WHAT YOU ARE ASKED TO DO: Return, from the material below, each line in which the word "SystemClock" is present.

╭─ DATA LISTING

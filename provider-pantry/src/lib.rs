//! # Pantry Cloud Backup Provider
//!
//! `CloudBackup` implementation over the Pantry key-value service
//! (<https://getpantry.cloud>). The pantry id is the entire credential; the
//! deck lives in one basket that is replaced wholesale on every push.

pub mod client;
pub mod error;
pub mod types;

pub use client::{PantryClient, BASKET_NAME};
pub use error::{PantryError, Result};
pub use types::BasketPayload;
use thiserror::Error;

#[derive(Error, Debug)]
pub enum CoreError {
    #[error("Core initialization failed: {0}")]
    InitializationFailed(String),

    #[error("Sync error: {0}")]
    Sync(#[from] core_sync::SyncError),

    #[error("Deck error: {0}")]
    Deck(#[from] core_deck::DeckError),

    #[cfg(feature = "lookup")]
    #[error("Lookup error: {0}")]
    Lookup(#[from] provider_dictionary::DictionaryError),
}

pub type Result<T> = std::result::Result<T, CoreError>;
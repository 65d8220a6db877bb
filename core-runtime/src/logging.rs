//! # Logging Bootstrap
//!
//! Structured logging with the `tracing` crate: env-filter based module
//! filtering and a choice of pretty or JSON output. Host applications call
//! [`init_logging`] once at startup; library crates only ever use the
//! `tracing` macros.

use tracing_subscriber::{fmt, layer::SubscriberExt, util::SubscriberInitExt, EnvFilter};

use crate::error::{Error, Result};

/// Output format for log events.
#[derive(Debug, Clone, Copy, PartialEq, Eq, Default)]
pub enum LogFormat {
    /// Human-readable output for development
    #[default]
    Pretty,
    /// Line-delimited JSON for ingestion
    Json,
}

/// Logging configuration.
#[derive(Debug, Clone)]
pub struct LoggingConfig {
    /// Filter directive, e.g. `"info"` or `"core_sync=debug,info"`.
    /// `RUST_LOG` overrides this when set.
    pub filter: String,
    pub format: LogFormat,
}

impl Default for LoggingConfig {
    fn default() -> Self {
        Self {
            filter: "info".to_string(),
            format: LogFormat::default(),
        }
    }
}

impl LoggingConfig {
    pub fn with_filter(mut self, filter: impl Into<String>) -> Self {
        self.filter = filter.into();
        self
    }

    pub fn with_format(mut self, format: LogFormat) -> Self {
        self.format = format;
        self
    }
}

/// Initialize the global tracing subscriber.
///
/// Fails if called twice or if the filter directive is invalid.
pub fn init_logging(config: LoggingConfig) -> Result<()> {
    let filter = EnvFilter::try_from_default_env()
        .or_else(|_| EnvFilter::try_new(&config.filter))
        .map_err(|e| Error::Logging(format!("Invalid filter directive: {}", e)))?;

    let registry = tracing_subscriber::registry().with(filter);

    match config.format {
        LogFormat::Pretty => registry
            .with(fmt::layer().with_target(true))
            .try_init()
            .map_err(|e| Error::Logging(e.to_string())),
        LogFormat::Json => registry
            .with(fmt::layer().json().with_target(true))
            .try_init()
            .map_err(|e| Error::Logging(e.to_string())),
    }
}
//! Time Abstraction
//!
//! Injectable time source so card timestamps and debounce decisions are
//! deterministic under test.

use chrono::Utc;
use std::sync::atomic::{AtomicI64, Ordering};

/// Time source trait
///
/// Card timestamps are epoch milliseconds throughout the system.
pub trait Clock: Send + Sync {
    /// Current Unix timestamp in milliseconds
    fn now_millis(&self) -> i64;
}

/// System clock implementation using actual wall-clock time
#[derive(Debug, Clone, Default)]
pub struct SystemClock;

impl Clock for SystemClock {
    fn now_millis(&self) -> i64 {
        Utc::now().timestamp_millis()
    }
}

/// Manually advanced clock for deterministic tests
#[derive(Debug, Default)]
pub struct ManualClock {
    now_ms: AtomicI64,
}

impl ManualClock {
    pub fn new(now_ms: i64) -> Self {
        Self {
            now_ms: AtomicI64::new(now_ms),
        }
    }

    pub fn advance(&self, delta_ms: i64) {
        self.now_ms.fetch_add(delta_ms, Ordering::SeqCst);
    }

    pub fn set(&self, now_ms: i64) {
        self.now_ms.store(now_ms, Ordering::SeqCst);
    }
}

impl Clock for ManualClock {
    fn now_millis(&self) -> i64 {
        self.now_ms.load(Ordering::SeqCst)
    }
}

#[cfg(test)]
mod tests {
    use super::*;

    #[test]
    fn manual_clock_advances() {
        let clock = ManualClock::new(1_000);
        assert_eq!(clock.now_millis(), 1_000);

        clock.advance(500);
        assert_eq!(clock.now_millis(), 1_500);

        clock.set(42);
        assert_eq!(clock.now_millis(), 42);
    }

    #[test]
    fn system_clock_is_monotonic_enough() {
        let clock = SystemClock;
        let a = clock.now_millis();
        let b = clock.now_millis();
        assert!(b >= a);
    }
}
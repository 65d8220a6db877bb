//! Definition lookup against the free dictionary API

use bridge_traits::http::{HttpClient, HttpRequest};
use core_deck::WordEntry;
use std::sync::Arc;
use tracing::{debug, instrument};

use crate::error::{DictionaryError, Result};
use crate::types::RawEntry;

/// Dictionary API base URL (English entries)
const DICTIONARY_API_BASE: &str = "https://api.dictionaryapi.dev/api/v2/entries/en";

/// Definition lookup client
pub struct DictionaryClient {
    http_client: Arc<dyn HttpClient>,
    base_url: String,
}

impl DictionaryClient {
    pub fn new(http_client: Arc<dyn HttpClient>) -> Self {
        Self::with_base_url(http_client, DICTIONARY_API_BASE)
    }

    /// Override the API base URL (used by tests).
    pub fn with_base_url(http_client: Arc<dyn HttpClient>, base_url: impl Into<String>) -> Self {
        Self {
            http_client,
            base_url: base_url.into(),
        }
    }

    /// Look up a word. `Ok(None)` means the word has no entry; only
    /// transport and parse problems are errors.
    #[instrument(skip(self))]
    pub async fn lookup(&self, word: &str) -> Result<Option<WordEntry>> {
        let word = word.trim();
        if word.is_empty() {
            return Ok(None);
        }

        let url = format!("{}/{}", self.base_url, urlencoding::encode(word));
        let response = self.http_client.execute(HttpRequest::get(url)).await?;

        // The API answers 404 for unknown words.
        if response.status == 404 {
            debug!(word, "No dictionary entry");
            return Ok(None);
        }
        if !response.is_success() {
            return Err(DictionaryError::ApiError {
                status_code: response.status,
                message: response.text(),
            });
        }

        let entries: Vec<RawEntry> = response
            .json()
            .map_err(|e| DictionaryError::ParseError(e.to_string()))?;

        // The API returns one entry per etymology; the first is the common
        // one and the only one surfaced.
        Ok(entries.into_iter().next().map(RawEntry::into_entry))
    }
}

#[cfg(test)]
mod tests {
    use super::*;
    use bridge_traits::error::Result as BridgeResult;
    use bridge_traits::http::HttpResponse;
    use bytes::Bytes;
    use mockall::mock;
    use std::collections::HashMap;

    mock! {
        HttpClient {}

        #[async_trait::async_trait]
        impl HttpClient for HttpClient {
            async fn execute(&self, request: HttpRequest) -> BridgeResult<HttpResponse>;
        }
    }

    fn response(status: u16, body: &str) -> HttpResponse {
        HttpResponse {
            status,
            headers: HashMap::new(),
            body: Bytes::from(body.as_bytes().to_vec()),
        }
    }

    #[tokio::test]
    async fn lookup_returns_first_entry() {
        let mut mock_http = MockHttpClient::new();
        mock_http
            .expect_execute()
            .withf(|req| req.url.ends_with("/en/lumen"))
            .times(1)
            .returning(|_| {
                Ok(response(
                    200,
                    r#"[
                        {
                            "word": "lumen",
                            "phonetic": "/ˈluː.mən/",
                            "meanings": [{
                                "partOfSpeech": "noun",
                                "definitions": [{"definition": "a unit of luminous flux"}]
                            }]
                        },
                        {"word": "lumen", "meanings": []}
                    ]"#,
                ))
            });

        let client = DictionaryClient::new(Arc::new(mock_http));
        let entry = client.lookup("lumen").await.unwrap().unwrap();
        assert_eq!(entry.word, "lumen");
        assert_eq!(entry.meanings[0].part_of_speech, "noun");
    }

    #[tokio::test]
    async fn unknown_word_is_none_not_error() {
        let mut mock_http = MockHttpClient::new();
        mock_http
            .expect_execute()
            .times(1)
            .returning(|_| Ok(response(404, r#"{"title":"No Definitions Found"}"#)));

        let client = DictionaryClient::new(Arc::new(mock_http));
        assert!(client.lookup("zzzzzz").await.unwrap().is_none());
    }

    #[tokio::test]
    async fn blank_input_short_circuits_without_a_request() {
        let mock_http = MockHttpClient::new();
        let client = DictionaryClient::new(Arc::new(mock_http));
        assert!(client.lookup("   ").await.unwrap().is_none());
    }

    #[tokio::test]
    async fn server_error_surfaces() {
        let mut mock_http = MockHttpClient::new();
        mock_http
            .expect_execute()
            .times(1)
            .returning(|_| Ok(response(500, "oops")));

        let client = DictionaryClient::new(Arc::new(mock_http));
        assert!(client.lookup("lumen").await.is_err());
    }
}
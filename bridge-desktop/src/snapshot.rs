//! Local Snapshot Store on the Filesystem
//!
//! Stores the serialized deck under a fixed record key inside one JSON file,
//! matching the key-value shape the browser build keeps in origin storage.
//! The store is deliberately infallible: a missing or corrupt file reads as
//! `None` (the caller falls back to the starter deck), and write failures are
//! logged and swallowed so degraded disk state never blocks a mutation.

use async_trait::async_trait;
use bridge_traits::storage::SnapshotStore;
use core_deck::Card;
use std::collections::HashMap;
use std::path::PathBuf;
use tracing::{debug, warn};

/// Record key the deck snapshot lives under.
pub const SNAPSHOT_KEY: &str = "lexdeck_cards_v1";

/// JSON-file-backed snapshot store
pub struct JsonFileSnapshotStore {
    path: PathBuf,
}

impl JsonFileSnapshotStore {
    pub fn new(path: PathBuf) -> Self {
        Self { path }
    }

    /// Default location under the platform data directory.
    pub fn default_path() -> PathBuf {
        dirs::data_dir()
            .unwrap_or_else(|| PathBuf::from("."))
            .join("lexdeck")
            .join("snapshot.json")
    }

    async fn load_records(&self) -> Option<HashMap<String, Vec<Card>>> {
        let bytes = match tokio::fs::read(&self.path).await {
            Ok(bytes) => bytes,
            Err(e) if e.kind() == std::io::ErrorKind::NotFound => return None,
            Err(e) => {
                warn!(path = ?self.path, error = %e, "Failed to read snapshot file");
                return None;
            }
        };

        match serde_json::from_slice(&bytes) {
            Ok(records) => Some(records),
            Err(e) => {
                warn!(path = ?self.path, error = %e, "Corrupt snapshot file ignored");
                None
            }
        }
    }
}

#[async_trait]
impl SnapshotStore for JsonFileSnapshotStore {
    async fn read(&self) -> Option<Vec<Card>> {
        let mut records = self.load_records().await?;
        records.remove(SNAPSHOT_KEY)
    }

    async fn write(&self, cards: &[Card]) {
        let mut records = self.load_records().await.unwrap_or_default();
        records.insert(SNAPSHOT_KEY.to_string(), cards.to_vec());

        let bytes = match serde_json::to_vec(&records) {
            Ok(bytes) => bytes,
            Err(e) => {
                warn!(error = %e, "Failed to serialize snapshot");
                return;
            }
        };

        if let Some(parent) = self.path.parent() {
            if let Err(e) = tokio::fs::create_dir_all(parent).await {
                warn!(path = ?parent, error = %e, "Failed to create snapshot directory");
                return;
            }
        }

        // Write-then-rename keeps a crash from leaving a half-written file.
        let tmp = self.path.with_extension("json.tmp");
        if let Err(e) = tokio::fs::write(&tmp, &bytes).await {
            warn!(path = ?tmp, error = %e, "Failed to write snapshot");
            return;
        }
        if let Err(e) = tokio::fs::rename(&tmp, &self.path).await {
            warn!(path = ?self.path, error = %e, "Failed to replace snapshot");
            return;
        }

        debug!(path = ?self.path, cards = cards.len(), "Snapshot written");
    }
}

#[cfg(test)]
mod tests {
    use super::*;

    fn card(word: &str) -> Card {
        Card::new(word, None, "a definition", None, "noun", 1_000)
    }

    #[tokio::test]
    async fn missing_file_reads_as_none() {
        let dir = tempfile::tempdir().unwrap();
        let store = JsonFileSnapshotStore::new(dir.path().join("snapshot.json"));
        assert!(store.read().await.is_none());
    }

    #[tokio::test]
    async fn write_then_read_round_trips() {
        let dir = tempfile::tempdir().unwrap();
        let store = JsonFileSnapshotStore::new(dir.path().join("snapshot.json"));

        store.write(&[card("lumen"), card("serene")]).await;
        let cards = store.read().await.unwrap();
        assert_eq!(cards.len(), 2);
        assert_eq!(cards[0].word, "lumen");
    }

    #[tokio::test]
    async fn corrupt_file_reads_as_none() {
        let dir = tempfile::tempdir().unwrap();
        let path = dir.path().join("snapshot.json");
        tokio::fs::write(&path, b"{ not json").await.unwrap();

        let store = JsonFileSnapshotStore::new(path);
        assert!(store.read().await.is_none());
    }

    #[tokio::test]
    async fn write_replaces_previous_snapshot() {
        let dir = tempfile::tempdir().unwrap();
        let store = JsonFileSnapshotStore::new(dir.path().join("snapshot.json"));

        store.write(&[card("old")]).await;
        store.write(&[card("new")]).await;

        let cards = store.read().await.unwrap();
        assert_eq!(cards.len(), 1);
        assert_eq!(cards[0].word, "new");
    }
}
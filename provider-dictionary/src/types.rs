//! Raw response shapes of the external dictionary API

use core_deck::{Definition, Meaning, WordEntry};
use serde::Deserialize;

/// One entry as returned by the dictionary API. The API returns a list of
/// these per word; only the first is used.
#[derive(Debug, Clone, Deserialize)]
pub struct RawEntry {
    pub word: String,
    #[serde(default)]
    pub phonetic: Option<String>,
    #[serde(default)]
    pub phonetics: Vec<RawPhonetic>,
    #[serde(default)]
    pub meanings: Vec<RawMeaning>,
}

#[derive(Debug, Clone, Deserialize)]
pub struct RawPhonetic {
    #[serde(default)]
    pub text: Option<String>,
}

#[derive(Debug, Clone, Deserialize)]
#[serde(rename_all = "camelCase")]
pub struct RawMeaning {
    pub part_of_speech: String,
    #[serde(default)]
    pub definitions: Vec<RawDefinition>,
}

#[derive(Debug, Clone, Deserialize)]
pub struct RawDefinition {
    pub definition: String,
    #[serde(default)]
    pub example: Option<String>,
}

impl RawEntry {
    /// Flatten into the structured entry the deck consumes.
    ///
    /// The top-level `phonetic` field is frequently absent; fall back to the
    /// first phonetics list item carrying text.
    pub fn into_entry(self) -> WordEntry {
        let phonetic = self.phonetic.or_else(|| {
            self.phonetics
                .into_iter()
                .find_map(|candidate| candidate.text.filter(|text| !text.is_empty()))
        });

        WordEntry {
            word: self.word,
            phonetic,
            meanings: self
                .meanings
                .into_iter()
                .map(|meaning| Meaning {
                    part_of_speech: meaning.part_of_speech,
                    definitions: meaning
                        .definitions
                        .into_iter()
                        .map(|definition| Definition {
                            definition: definition.definition,
                            example: definition.example,
                        })
                        .collect(),
                })
                .collect(),
        }
    }
}

/// One suggestion as returned by the autocomplete API.
#[derive(Debug, Clone, Deserialize)]
pub struct SuggestionItem {
    pub word: String,
}

#[cfg(test)]
mod tests {
    use super::*;

    #[test]
    fn phonetic_falls_back_to_phonetics_list() {
        let raw: RawEntry = serde_json::from_str(
            r#"{
                "word": "lumen",
                "phonetics": [{"audio": "x.mp3"}, {"text": "/ˈluː.mən/"}],
                "meanings": []
            }"#,
        )
        .unwrap();

        let entry = raw.into_entry();
        assert_eq!(entry.phonetic.as_deref(), Some("/ˈluː.mən/"));
    }

    #[test]
    fn top_level_phonetic_wins() {
        let raw: RawEntry = serde_json::from_str(
            r#"{"word": "lumen", "phonetic": "/top/", "phonetics": [{"text": "/list/"}]}"#,
        )
        .unwrap();

        assert_eq!(raw.into_entry().phonetic.as_deref(), Some("/top/"));
    }
}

╰─

YOUR RESPONSE:
pub struct SystemClock;
impl Clock for SystemClock {
        let clock = SystemClock;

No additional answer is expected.